# DIRECTIONS:
Could you copy the lines below exactly, leaving none out?

(Saved entries)

☆ ☆ ☆ ☆

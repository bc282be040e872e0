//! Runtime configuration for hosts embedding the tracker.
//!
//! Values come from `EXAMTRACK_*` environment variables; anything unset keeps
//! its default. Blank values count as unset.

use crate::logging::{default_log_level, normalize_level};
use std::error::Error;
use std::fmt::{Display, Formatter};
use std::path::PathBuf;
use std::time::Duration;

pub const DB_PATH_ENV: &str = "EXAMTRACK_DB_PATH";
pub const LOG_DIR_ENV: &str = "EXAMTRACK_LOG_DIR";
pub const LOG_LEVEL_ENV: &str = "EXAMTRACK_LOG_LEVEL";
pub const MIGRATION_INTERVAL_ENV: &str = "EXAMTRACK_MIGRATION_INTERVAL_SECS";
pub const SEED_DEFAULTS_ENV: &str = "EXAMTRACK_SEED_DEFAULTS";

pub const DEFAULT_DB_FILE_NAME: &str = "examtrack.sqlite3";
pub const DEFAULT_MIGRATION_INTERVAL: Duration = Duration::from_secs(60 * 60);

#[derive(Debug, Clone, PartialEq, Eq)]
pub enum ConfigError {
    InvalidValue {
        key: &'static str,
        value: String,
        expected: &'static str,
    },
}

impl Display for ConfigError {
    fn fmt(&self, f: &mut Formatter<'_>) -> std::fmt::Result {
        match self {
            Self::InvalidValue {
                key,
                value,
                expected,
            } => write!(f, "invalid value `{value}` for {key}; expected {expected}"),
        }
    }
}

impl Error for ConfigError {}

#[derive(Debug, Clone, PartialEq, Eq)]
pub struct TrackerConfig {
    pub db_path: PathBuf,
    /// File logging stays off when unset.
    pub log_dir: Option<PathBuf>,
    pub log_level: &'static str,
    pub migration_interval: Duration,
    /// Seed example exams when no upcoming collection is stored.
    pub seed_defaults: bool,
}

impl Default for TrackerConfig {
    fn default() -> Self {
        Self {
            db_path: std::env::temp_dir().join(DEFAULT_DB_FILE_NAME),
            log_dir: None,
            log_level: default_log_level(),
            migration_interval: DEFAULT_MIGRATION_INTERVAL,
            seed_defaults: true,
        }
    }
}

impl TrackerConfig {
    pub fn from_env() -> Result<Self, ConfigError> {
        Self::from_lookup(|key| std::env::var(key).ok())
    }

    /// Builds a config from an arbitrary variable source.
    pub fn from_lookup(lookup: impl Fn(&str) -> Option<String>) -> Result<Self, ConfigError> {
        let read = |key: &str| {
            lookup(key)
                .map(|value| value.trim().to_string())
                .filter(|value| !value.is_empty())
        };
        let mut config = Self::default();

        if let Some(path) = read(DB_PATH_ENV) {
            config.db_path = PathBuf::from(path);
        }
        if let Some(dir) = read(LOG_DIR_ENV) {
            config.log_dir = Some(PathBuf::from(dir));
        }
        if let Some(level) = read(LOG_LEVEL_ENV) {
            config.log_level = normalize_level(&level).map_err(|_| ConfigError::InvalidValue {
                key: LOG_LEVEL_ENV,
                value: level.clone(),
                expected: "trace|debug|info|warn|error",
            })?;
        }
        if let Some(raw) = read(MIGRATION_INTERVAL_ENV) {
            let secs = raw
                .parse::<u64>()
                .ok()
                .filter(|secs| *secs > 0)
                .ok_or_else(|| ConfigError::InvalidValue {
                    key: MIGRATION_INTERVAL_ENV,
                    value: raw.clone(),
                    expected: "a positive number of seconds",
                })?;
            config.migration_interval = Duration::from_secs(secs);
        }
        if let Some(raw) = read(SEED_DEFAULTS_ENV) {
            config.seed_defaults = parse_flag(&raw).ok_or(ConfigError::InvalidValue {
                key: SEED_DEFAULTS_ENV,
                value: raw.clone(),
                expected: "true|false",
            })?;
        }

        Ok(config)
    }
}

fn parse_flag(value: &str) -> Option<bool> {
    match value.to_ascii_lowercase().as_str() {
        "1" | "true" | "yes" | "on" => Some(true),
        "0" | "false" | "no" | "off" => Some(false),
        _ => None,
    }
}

☆ ☆ ☆ ☆

# EXERCISE RESULT:
repository bc282be040e872e0
//! Runtime configuration for hosts embedding the tracker.
//!
//! Values come from `EXAMTRACK_*` environment variables; anything unset keeps
//! its default. Blank values count as unset.

use crate::logging::{default_log_level, normalize_level};
use std::error::Error;
use std::fmt::{Display, Formatter};
use std::path::PathBuf;
use std::time::Duration;

pub const DB_PATH_ENV: &str = "EXAMTRACK_DB_PATH";
pub const LOG_DIR_ENV: &str = "EXAMTRACK_LOG_DIR";
pub const LOG_LEVEL_ENV: &str = "EXAMTRACK_LOG_LEVEL";
pub const MIGRATION_INTERVAL_ENV: &str = "EXAMTRACK_MIGRATION_INTERVAL_SECS";
pub const SEED_DEFAULTS_ENV: &str = "EXAMTRACK_SEED_DEFAULTS";

pub const DEFAULT_DB_FILE_NAME: &str = "examtrack.sqlite3";
pub const DEFAULT_MIGRATION_INTERVAL: Duration = Duration::from_secs(60 * 60);

#[derive(Debug, Clone, PartialEq, Eq)]
pub enum ConfigError {
    InvalidValue {
        key: &'static str,
        value: String,
        expected: &'static str,
    },
}

impl Display for ConfigError {
    fn fmt(&self, f: &mut Formatter<'_>) -> std::fmt::Result {
        match self {
            Self::InvalidValue {
                key,
                value,
                expected,
            } => write!(f, "invalid value `{value}` for {key}; expected {expected}"),
        }
    }
}

impl Error for ConfigError {}

#[derive(Debug, Clone, PartialEq, Eq)]
pub struct TrackerConfig {
    pub db_path: PathBuf,
    /// File logging stays off when unset.
    pub log_dir: Option<PathBuf>,
    pub log_level: &'static str,
    pub migration_interval: Duration,
    /// Seed example exams when no upcoming collection is stored.
    pub seed_defaults: bool,
}

impl Default for TrackerConfig {
    fn default() -> Self {
        Self {
            db_path: std::env::temp_dir().join(DEFAULT_DB_FILE_NAME),
            log_dir: None,
            log_level: default_log_level(),
            migration_interval: DEFAULT_MIGRATION_INTERVAL,
            seed_defaults: true,
        }
    }
}

impl TrackerConfig {
    pub fn from_env() -> Result<Self, ConfigError> {
        Self::from_lookup(|key| std::env::var(key).ok())
    }

    /// Builds a config from an arbitrary variable source.
    pub fn from_lookup(lookup: impl Fn(&str) -> Option<String>) -> Result<Self, ConfigError> {
        let read = |key: &str| {
            lookup(key)
                .map(|value| value.trim().to_string())
                .filter(|value| !value.is_empty())
        };
        let mut config = Self::default();

        if let Some(path) = read(DB_PATH_ENV) {
            config.db_path = PathBuf::from(path);
        }
        if let Some(dir) = read(LOG_DIR_ENV) {
            config.log_dir = Some(PathBuf::from(dir));
        }
        if let Some(level) = read(LOG_LEVEL_ENV) {
            config.log_level = normalize_level(&level).map_err(|_| ConfigError::InvalidValue {
                key: LOG_LEVEL_ENV,
                value: level.clone(),
                expected: "trace|debug|info|warn|error",
            })?;
        }
        if let Some(raw) = read(MIGRATION_INTERVAL_ENV) {
            let secs = raw
                .parse::<u64>()
                .ok()
                .filter(|secs| *secs > 0)
                .ok_or_else(|| ConfigError::InvalidValue {
                    key: MIGRATION_INTERVAL_ENV,
                    value: raw.clone(),
                    expected: "a positive number of seconds",
                })?;
            config.migration_interval = Duration::from_secs(secs);
        }
        if let Some(raw) = read(SEED_DEFAULTS_ENV) {
            config.seed_defaults = parse_flag(&raw).ok_or(ConfigError::InvalidValue {
                key: SEED_DEFAULTS_ENV,
                value: raw.clone(),
                expected: "true|false",
            })?;
        }

        Ok(config)
    }
}

fn parse_flag(value: &str) -> Option<bool> {
    match value.to_ascii_lowercase().as_str() {
        "1" | "true" | "yes" | "on" => Some(true),
        "0" | "false" | "no" | "off" => Some(false),
        _ => None,
    }
}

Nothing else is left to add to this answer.